-------- DATASET ENTRIES --------
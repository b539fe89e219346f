use std::sync::Arc;

use splitledger_infra::{
    db, ExpenseService, InMemoryLedgerStore, InMemoryUserDirectory, LedgerStore,
    PostgresLedgerStore, PostgresUserDirectory, StoreError, UserDirectory,
};

use crate::config::AppConfig;

pub type SharedLedgerStore = Arc<dyn LedgerStore>;
pub type SharedUserDirectory = Arc<dyn UserDirectory>;

/// Which storage backend the process is wired to.
#[derive(Debug, Clone, Copy, PartialEq, Eq)]
pub enum Backend {
    InMemory,
    Postgres,
}

impl Backend {
    pub fn as_str(self) -> &'static str {
        match self {
            Backend::InMemory => "in_memory",
            Backend::Postgres => "postgres",
        }
    }
}

#[derive(Clone)]
pub struct AppServices {
    pub backend: Backend,
    pub expenses: ExpenseService<SharedLedgerStore, SharedUserDirectory>,
}

/// Postgres when `DATABASE_URL` is configured, in-memory otherwise.
pub async fn build_services(config: &AppConfig) -> Result<AppServices, StoreError> {
    match &config.database_url {
        Some(url) => build_persistent_services(url, config.database_max_connections).await,
        None => {
            tracing::warn!("DATABASE_URL not set; using in-memory stores (data is lost on exit)");
            Ok(build_in_memory_services())
        }
    }
}

pub fn build_in_memory_services() -> AppServices {
    let ledger: SharedLedgerStore = Arc::new(InMemoryLedgerStore::new());
    let users: SharedUserDirectory = Arc::new(InMemoryUserDirectory::new());
    AppServices {
        backend: Backend::InMemory,
        expenses: ExpenseService::new(ledger, users),
    }
}

async fn build_persistent_services(
    database_url: &str,
    max_connections: u32,
) -> Result<AppServices, StoreError> {
    let pool = db::connect(database_url, max_connections).await?;
    db::ensure_schema(&pool).await?;

    let ledger: SharedLedgerStore = Arc::new(PostgresLedgerStore::new(pool.clone()));
    let users: SharedUserDirectory = Arc::new(PostgresUserDirectory::new(pool));
    Ok(AppServices {
        backend: Backend::Postgres,
        expenses: ExpenseService::new(ledger, users),
    })
}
--------
EXERCISE DETAILS:
Every one of the records is to be copied word for word.

EXERCISE RESULT:
repository b539fe89e219346f
use std::sync::Arc;

use splitledger_infra::{
    db, ExpenseService, InMemoryLedgerStore, InMemoryUserDirectory, LedgerStore,
    PostgresLedgerStore, PostgresUserDirectory, StoreError, UserDirectory,
};

use crate::config::AppConfig;

pub type SharedLedgerStore = Arc<dyn LedgerStore>;
pub type SharedUserDirectory = Arc<dyn UserDirectory>;

/// Which storage backend the process is wired to.
#[derive(Debug, Clone, Copy, PartialEq, Eq)]
pub enum Backend {
    InMemory,
    Postgres,
}

impl Backend {
    pub fn as_str(self) -> &'static str {
        match self {
            Backend::InMemory => "in_memory",
            Backend::Postgres => "postgres",
        }
    }
}

#[derive(Clone)]
pub struct AppServices {
    pub backend: Backend,
    pub expenses: ExpenseService<SharedLedgerStore, SharedUserDirectory>,
}

/// Postgres when `DATABASE_URL` is configured, in-memory otherwise.
pub async fn build_services(config: &AppConfig) -> Result<AppServices, StoreError> {
    match &config.database_url {
        Some(url) => build_persistent_services(url, config.database_max_connections).await,
        None => {
            tracing::warn!("DATABASE_URL not set; using in-memory stores (data is lost on exit)");
            Ok(build_in_memory_services())
        }
    }
}

pub fn build_in_memory_services() -> AppServices {
    let ledger: SharedLedgerStore = Arc::new(InMemoryLedgerStore::new());
    let users: SharedUserDirectory = Arc::new(InMemoryUserDirectory::new());
    AppServices {
        backend: Backend::InMemory,
        expenses: ExpenseService::new(ledger, users),
    }
}

async fn build_persistent_services(
    database_url: &str,
    max_connections: u32,
) -> Result<AppServices, StoreError> {
    let pool = db::connect(database_url, max_connections).await?;
    db::ensure_schema(&pool).await?;

    let ledger: SharedLedgerStore = Arc::new(PostgresLedgerStore::new(pool.clone()));
    let users: SharedUserDirectory = Arc::new(PostgresUserDirectory::new(pool));
    Ok(AppServices {
        backend: Backend::Postgres,
        expenses: ExpenseService::new(ledger, users),
    })
}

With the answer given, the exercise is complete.